**EXERCISE GOAL:**
Starting at the line with "self.marked.push((midi, lane));" and going on through the line with "self.active.entry(midi).or_default().push(idx);", reproduce each line in the records below exactly and nothing more.

**Saved entries:**

- - -

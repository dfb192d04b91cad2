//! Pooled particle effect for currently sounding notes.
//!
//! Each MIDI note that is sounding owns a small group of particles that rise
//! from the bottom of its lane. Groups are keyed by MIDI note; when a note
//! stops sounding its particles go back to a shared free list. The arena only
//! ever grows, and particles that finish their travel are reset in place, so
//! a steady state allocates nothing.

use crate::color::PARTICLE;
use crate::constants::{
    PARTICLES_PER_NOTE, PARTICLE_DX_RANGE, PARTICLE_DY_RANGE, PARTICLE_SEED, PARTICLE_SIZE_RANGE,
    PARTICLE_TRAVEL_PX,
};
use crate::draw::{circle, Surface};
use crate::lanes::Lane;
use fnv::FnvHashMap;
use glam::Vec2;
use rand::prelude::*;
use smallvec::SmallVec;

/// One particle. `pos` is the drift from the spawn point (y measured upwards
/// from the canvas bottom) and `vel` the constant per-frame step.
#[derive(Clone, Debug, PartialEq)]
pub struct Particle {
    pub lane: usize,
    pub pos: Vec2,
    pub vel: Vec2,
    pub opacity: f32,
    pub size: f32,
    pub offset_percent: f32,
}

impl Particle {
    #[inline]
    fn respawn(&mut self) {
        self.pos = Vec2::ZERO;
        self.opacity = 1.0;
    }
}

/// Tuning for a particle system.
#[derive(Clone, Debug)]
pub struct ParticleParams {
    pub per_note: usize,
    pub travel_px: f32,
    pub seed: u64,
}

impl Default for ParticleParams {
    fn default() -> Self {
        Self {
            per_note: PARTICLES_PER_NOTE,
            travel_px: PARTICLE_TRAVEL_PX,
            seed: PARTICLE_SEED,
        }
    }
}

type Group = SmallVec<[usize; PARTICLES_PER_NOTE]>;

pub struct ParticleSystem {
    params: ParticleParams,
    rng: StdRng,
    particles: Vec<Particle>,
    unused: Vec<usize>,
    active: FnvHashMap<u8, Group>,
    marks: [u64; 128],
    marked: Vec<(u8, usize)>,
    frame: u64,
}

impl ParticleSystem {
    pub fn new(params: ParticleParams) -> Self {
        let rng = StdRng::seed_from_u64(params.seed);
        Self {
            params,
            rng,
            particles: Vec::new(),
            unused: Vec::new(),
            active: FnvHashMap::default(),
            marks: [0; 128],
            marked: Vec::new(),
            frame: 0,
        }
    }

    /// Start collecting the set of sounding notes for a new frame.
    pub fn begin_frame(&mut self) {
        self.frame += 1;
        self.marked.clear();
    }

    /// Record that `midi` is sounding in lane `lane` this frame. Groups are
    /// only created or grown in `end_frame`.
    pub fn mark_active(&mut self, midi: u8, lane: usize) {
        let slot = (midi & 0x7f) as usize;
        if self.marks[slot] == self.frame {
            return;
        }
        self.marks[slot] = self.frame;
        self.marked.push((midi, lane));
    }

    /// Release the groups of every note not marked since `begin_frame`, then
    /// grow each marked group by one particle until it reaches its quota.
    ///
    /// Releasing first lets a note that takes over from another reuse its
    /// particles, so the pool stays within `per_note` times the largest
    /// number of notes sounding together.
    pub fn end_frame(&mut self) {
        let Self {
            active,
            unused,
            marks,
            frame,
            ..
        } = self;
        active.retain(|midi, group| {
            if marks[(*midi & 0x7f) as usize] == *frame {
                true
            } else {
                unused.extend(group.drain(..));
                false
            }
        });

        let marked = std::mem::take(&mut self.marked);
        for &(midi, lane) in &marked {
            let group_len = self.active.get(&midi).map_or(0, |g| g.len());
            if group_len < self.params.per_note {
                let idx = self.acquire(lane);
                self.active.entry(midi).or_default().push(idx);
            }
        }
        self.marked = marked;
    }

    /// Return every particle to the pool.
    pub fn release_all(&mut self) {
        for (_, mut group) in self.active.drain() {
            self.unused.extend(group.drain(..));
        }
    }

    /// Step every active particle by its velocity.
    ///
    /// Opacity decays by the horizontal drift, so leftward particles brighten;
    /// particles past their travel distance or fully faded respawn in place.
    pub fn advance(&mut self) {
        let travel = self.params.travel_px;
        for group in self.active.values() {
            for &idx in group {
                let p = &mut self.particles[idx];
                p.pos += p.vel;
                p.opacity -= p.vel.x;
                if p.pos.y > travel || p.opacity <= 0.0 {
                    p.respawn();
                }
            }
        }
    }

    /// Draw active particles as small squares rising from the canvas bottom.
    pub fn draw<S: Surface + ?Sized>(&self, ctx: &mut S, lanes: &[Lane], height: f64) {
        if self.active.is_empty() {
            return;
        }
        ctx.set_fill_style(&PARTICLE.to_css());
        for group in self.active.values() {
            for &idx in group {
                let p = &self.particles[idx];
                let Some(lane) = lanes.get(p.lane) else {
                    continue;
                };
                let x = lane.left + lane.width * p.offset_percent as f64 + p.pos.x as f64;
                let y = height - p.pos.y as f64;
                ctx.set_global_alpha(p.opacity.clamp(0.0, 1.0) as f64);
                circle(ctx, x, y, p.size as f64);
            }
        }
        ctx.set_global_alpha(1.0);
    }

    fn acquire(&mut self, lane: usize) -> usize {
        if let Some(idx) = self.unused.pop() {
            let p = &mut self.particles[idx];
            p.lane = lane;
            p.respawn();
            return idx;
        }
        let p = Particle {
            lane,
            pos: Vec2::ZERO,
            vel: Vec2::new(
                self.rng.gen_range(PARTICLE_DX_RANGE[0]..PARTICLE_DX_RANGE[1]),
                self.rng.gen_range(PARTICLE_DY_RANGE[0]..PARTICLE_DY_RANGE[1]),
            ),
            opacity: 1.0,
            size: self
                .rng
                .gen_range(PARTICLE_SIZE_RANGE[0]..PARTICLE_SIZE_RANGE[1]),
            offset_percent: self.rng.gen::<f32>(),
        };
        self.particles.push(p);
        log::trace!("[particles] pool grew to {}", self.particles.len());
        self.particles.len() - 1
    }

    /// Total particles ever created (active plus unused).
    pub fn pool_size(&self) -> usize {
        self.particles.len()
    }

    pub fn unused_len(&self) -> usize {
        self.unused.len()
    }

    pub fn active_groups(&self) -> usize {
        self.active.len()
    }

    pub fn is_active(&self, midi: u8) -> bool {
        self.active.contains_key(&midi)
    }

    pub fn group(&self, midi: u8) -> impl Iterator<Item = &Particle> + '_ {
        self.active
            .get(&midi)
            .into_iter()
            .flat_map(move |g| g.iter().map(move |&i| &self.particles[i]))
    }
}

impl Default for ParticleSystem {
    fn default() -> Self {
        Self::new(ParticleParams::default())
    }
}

- - -

**OUTPUT:**
        self.marked.push((midi, lane));
    }

    /// Release the groups of every note not marked since `begin_frame`, then
    /// grow each marked group by one particle until it reaches its quota.
    ///
    /// Releasing first lets a note that takes over from another reuse its
    /// particles, so the pool stays within `per_note` times the largest
    /// number of notes sounding together.
    pub fn end_frame(&mut self) {
        let Self {
            active,
            unused,
            marks,
            frame,
            ..
        } = self;
        active.retain(|midi, group| {
            if marks[(*midi & 0x7f) as usize] == *frame {
                true
            } else {
                unused.extend(group.drain(..));
                false
            }
        });

        let marked = std::mem::take(&mut self.marked);
        for &(midi, lane) in &marked {
            let group_len = self.active.get(&midi).map_or(0, |g| g.len());
            if group_len < self.params.per_note {
                let idx = self.acquire(lane);
                self.active.entry(midi).or_default().push(idx);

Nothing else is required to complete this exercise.